ウイルスに代わる選択的・高効率な治療遺伝子運搬技術
信州大学と株式会社東芝は5月29日、東芝独自のナノサイズのカプセル「生分解性リポソーム」に内包した治療遺伝子を、標的であるがん細胞に正確・高効率に運ぶ「がん指向性リポソーム技術」を開発したと発表した。これは同大医学部小児医学教室の中沢洋三教授、齋藤章治講師らの研究グループと東芝の共同研究によるもの。研究成果は、米国遺伝子細胞治療学会(ASGCT 2020)で発表された。
画像はリリースより
がんは1981年以降一貫して日本人の死亡原因の1位であり、2018年のがんによる死亡者数は約37万人、2017年のがんにより死亡する生涯の確率は男性25%(4人に1人)、女性15%(7人に1人)に上る。近年、次世代のがん治療法として遺伝子治療の有効性が注目され、実用化が始まっている。がん遺伝子治療は、治療遺伝子を標的のがん細胞の中に運んで細胞の機能を修復・増強する治療で、難治性のがんにおいても高い治療効果が期待されている。
遺伝子をコードする核酸は細胞膜を透過できないため、遺伝子治療では通常、細胞の中に治療用遺伝子を導入する運搬体が使用される。治療遺伝子が細胞内に運搬されると、遺伝子情報が生体内で機能する遺伝子発現が起こる。遺伝子治療において、標的細胞における治療遺伝子の運搬量と遺伝子発現の量がその効果を最大化する上で重要だ。現在の遺伝子治療では、この運搬体にウイルスが用いられることが多く、安全性や標的性に課題もある。遺伝子治療の普及のためには、標的とする細胞に安全、かつ効果的に治療遺伝子を運搬する技術の開発が不可欠だ。
マウス実験で、治療遺伝子が高効率・正確に運搬され、腫瘍増大を抑制
そこで両者は、ウイルスを使わない治療遺伝子の運搬体として「生分解性リポソーム」を活用する共同研究を行い、がん細胞へ安全、かつ選択的、高効率に治療遺伝子を運ぶ「がん指向性リポソーム」を開発した。東芝独自の素材技術である生分解性リポソームは、細胞の中でのみ分解する独自の脂質を主成分としており、ウイルスを使用せずに細胞の中へ遺伝子を運搬することが可能だ。

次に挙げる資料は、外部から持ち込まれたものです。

//! Plot data assembler: the function curve plus optional derivative and integral curves over
//! one range, ready for an external renderer.
//!
//! The function curve is mandatory; a range problem fails the whole bundle. A derivative or
//! integral that the symbolic engine cannot produce is left out and reported in
//! `partial_failures`, the rest of the bundle is still returned.
use crate::numerical::sampler::{DEFAULT_POINTS, RangeError, SampleSet, sample, validate_range};
use crate::symbolic::symbolic_engine::{DECLARED_VARIABLE, Expr};
use crate::symbolic::symbolic_engine_derivatives::DiffError;
use crate::symbolic::symbolic_integration::IntegrationError;
use crate::symbolic::symbolic_lambdify::Evaluator;
use log::{info, warn};
use std::fmt;
use tabled::{builder::Builder, settings::Style};

pub const MAX_DERIVATIVE_ORDER: usize = 5;

#[derive(Debug, Clone, Copy, PartialEq)]
pub struct PlotOptions {
    pub include_derivative: bool,
    /// 1..=MAX_DERIVATIVE_ORDER, checked only when the derivative is requested
    pub derivative_order: usize,
    pub include_integral: bool,
    pub points: usize,
}

impl Default for PlotOptions {
    fn default() -> Self {
        PlotOptions {
            include_derivative: true,
            derivative_order: 1,
            include_integral: true,
            points: DEFAULT_POINTS,
        }
    }
}

/// Fatal for the whole bundle.
#[derive(Debug, Clone, PartialEq)]
pub enum PlotError {
    Range(RangeError),
    DerivativeOrder(usize),
}

impl fmt::Display for PlotError {
    fn fmt(&self, f: &mut fmt::Formatter<'_>) -> fmt::Result {
        match self {
            PlotError::Range(e) => write!(f, "{}", e),
            PlotError::DerivativeOrder(order) => write!(
                f,
                "Derivative order must be between 1 and {}, got {}",
                MAX_DERIVATIVE_ORDER, order
            ),
        }
    }
}

impl std::error::Error for PlotError {}

impl From<RangeError> for PlotError {
    fn from(e: RangeError) -> Self {
        PlotError::Range(e)
    }
}

/// An optional curve that could not be produced.
#[derive(Debug, Clone, PartialEq)]
pub enum PartialFailure {
    Derivative(DiffError),
    Integral(IntegrationError),
}

impl fmt::Display for PartialFailure {
    fn fmt(&self, f: &mut fmt::Formatter<'_>) -> fmt::Result {
        match self {
            PartialFailure::Derivative(e) => write!(f, "derivative omitted: {}", e),
            PartialFailure::Integral(e) => write!(f, "integral omitted: {}", e),
        }
    }
}

#[derive(Debug, Clone)]
pub struct PlotBundle {
    pub expr: Expr,
    pub derivative_order: usize,
    pub function: SampleSet,
    pub derivative: Option<SampleSet>,
    pub derivative_expr: Option<Expr>,
    /// shifted so that its first finite value is exactly 0
    pub integral: Option<SampleSet>,
    pub integral_expr: Option<Expr>,
    pub partial_failures: Vec<PartialFailure>,
}

impl PlotBundle {
    /// every requested curve is present
    pub fn is_complete(&self) -> bool {
        self.partial_failures.is_empty()
    }

    /// Per-curve statistics: expression, finite and NaN counts, finite min and max.
    pub fn summary_table(&self) -> String {
        let mut rows: Vec<Vec<String>> = vec![
            ["curve", "expression", "finite", "NaN", "min", "max"]
                .iter()
                .map(|s| s.to_string())
                .collect(),
        ];
        rows.push(summary_row("f(x)", &self.expr, &self.function));
        if let (Some(set), Some(expr)) = (&self.derivative, &self.derivative_expr) {
            rows.push(summary_row(&format!("f^({})(x)", self.derivative_order), expr, set));
        }
        if let (Some(set), Some(expr)) = (&self.integral, &self.integral_expr) {
            rows.push(summary_row("F(x)", expr, set));
        }
        let mut table = Builder::from(rows).build();
        table.with(Style::modern_rounded());
        table.to_string()
    }
}

fn summary_row(curve: &str, expr: &Expr, set: &SampleSet) -> Vec<String> {
    let (min, max) = match set.finite_bounds() {
        Some((lo, hi)) => (format!("{:.6}", lo), format!("{:.6}", hi)),
        None => ("-".to_string(), "-".to_string()),
    };
    vec![
        curve.to_string(),
        expr.to_string(),
        set.finite_count().to_string(),
        set.nan_count().to_string(),
        min,
        max,
    ]
}

/// Shifts the curve so that its first finite value becomes exactly 0.
/// Returns the subtracted constant; an all-NaN set is left as is.
pub fn normalize_integral(set: &mut SampleSet) -> Option<f64> {
    let first = set.first_finite()?;
    set.y.mapv_inplace(|y| y - first);
    Some(first)
}

/// Builds the plot data for `expr` over `[x_min, x_max]`.
///
/// # Examples
/// ```rust, ignore
/// let f = Expr::parse_expression("x**2 - 4*x + 4").unwrap();
/// let bundle = assemble(&f, -10.0, 10.0, &PlotOptions::default()).unwrap();
/// assert_eq!(bundle.integral.unwrap().first_finite(), Some(0.0));
/// ```
pub fn assemble(expr: &Expr, x_min: f64, x_max: f64, options: &PlotOptions) -> Result<PlotBundle, PlotError> {
    validate_range(x_min, x_max, options.points)?;
    if options.include_derivative
        && !(1..=MAX_DERIVATIVE_ORDER).contains(&options.derivative_order)
    {
        return Err(PlotError::DerivativeOrder(options.derivative_order));
    }
    let function = sample(&Evaluator::new(expr), x_min, x_max, options.points)?;
    let mut partial_failures = Vec::new();

    let (derivative, derivative_expr) = if options.include_derivative {
        match expr.n_th_derivative1D(DECLARED_VARIABLE, options.derivative_order) {
            Ok(d_expr) => {
                let set = sample(&Evaluator::new(&d_expr), x_min, x_max, options.points)?;
                (Some(set), Some(d_expr))
            }
            Err(e) => {
                warn!("derivative of {} omitted: {}", expr, e);
                partial_failures.push(PartialFailure::Derivative(e));
                (None, None)
            }
        }
    } else {
        (None, None)
    };

    let (integral, integral_expr) = if options.include_integral {
        match expr.antiderivative(DECLARED_VARIABLE) {
            Ok(i_expr) => {
                let mut set = sample(&Evaluator::new(&i_expr), x_min, x_max, options.points)?;
                if normalize_integral(&mut set).is_none() {
                    warn!("integral {} is undefined on [{}, {}]", i_expr, x_min, x_max);
                }
                (Some(set), Some(i_expr))
            }
            Err(e) => {
                warn!("integral of {} omitted: {}", expr, e);
                partial_failures.push(PartialFailure::Integral(e));
                (None, None)
            }
        }
    } else {
        (None, None)
    };

    info!(
        "assembled plot data for {} on [{}, {}] with {} points",
        expr, x_min, x_max, options.points
    );
    Ok(PlotBundle {
        expr: expr.clone(),
        derivative_order: options.derivative_order,
        function,
        derivative,
        derivative_expr,
        integral,
        integral_expr,
        partial_failures,
    })
}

さらに、細胞の細胞膜の特性に応じて、独自の脂質の配合を制御することで、標的とする特定の細胞に効率よく治療遺伝子を運搬することに成功した。これにより、T細胞腫瘍への治療遺伝子の運搬において、正常T細胞と比較して、30倍以上の運搬量と、400倍以上の遺伝子の発現量を達成した。「がん指向性リポソーム」に治療遺伝子を内包し、T細胞腫瘍を移植したマウスに投与する実験では、腫瘍の増大が抑制され、治療遺伝子が腫瘍細胞に効率よく届くことが確認された。
T細胞腫瘍の再発・治療不応例に対しては有効な治療法がないことから、今後も新しい治療の開発につながる研究が継続される。「信州大学のがん研究と東芝の材料研究を融合することで開発したツールであるがん指向性リポソームは、遺伝子治療の普及に向けた課題を解決するために、さらなる指向性の向上および適用範囲の拡大を進めていく」と、研究グループは述べている。